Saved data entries
- - -

/// Locate the first complete JPEG (SOI..=EOI) in `buffer`.
///
/// Returns the byte range `start..end` with `end` just past the EOI marker.
pub(crate) fn find_jpeg_bounds(buffer: &[u8]) -> Option<(usize, usize)> {
    let start = buffer.windows(2).position(|w| w == [0xFF, 0xD8])?;
    let tail = &buffer[start + 2..];
    let eoi = tail.windows(2).position(|w| w == [0xFF, 0xD9])?;
    Some((start, start + 2 + eoi + 2))
}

- - -

WORK REQUIRED - Each line above with the word "position" must be returned.

TASK OUTPUT -
    let start = buffer.windows(2).position(|w| w == [0xFF, 0xD8])?;
    let eoi = tail.windows(2).position(|w| w == [0xFF, 0xD9])?;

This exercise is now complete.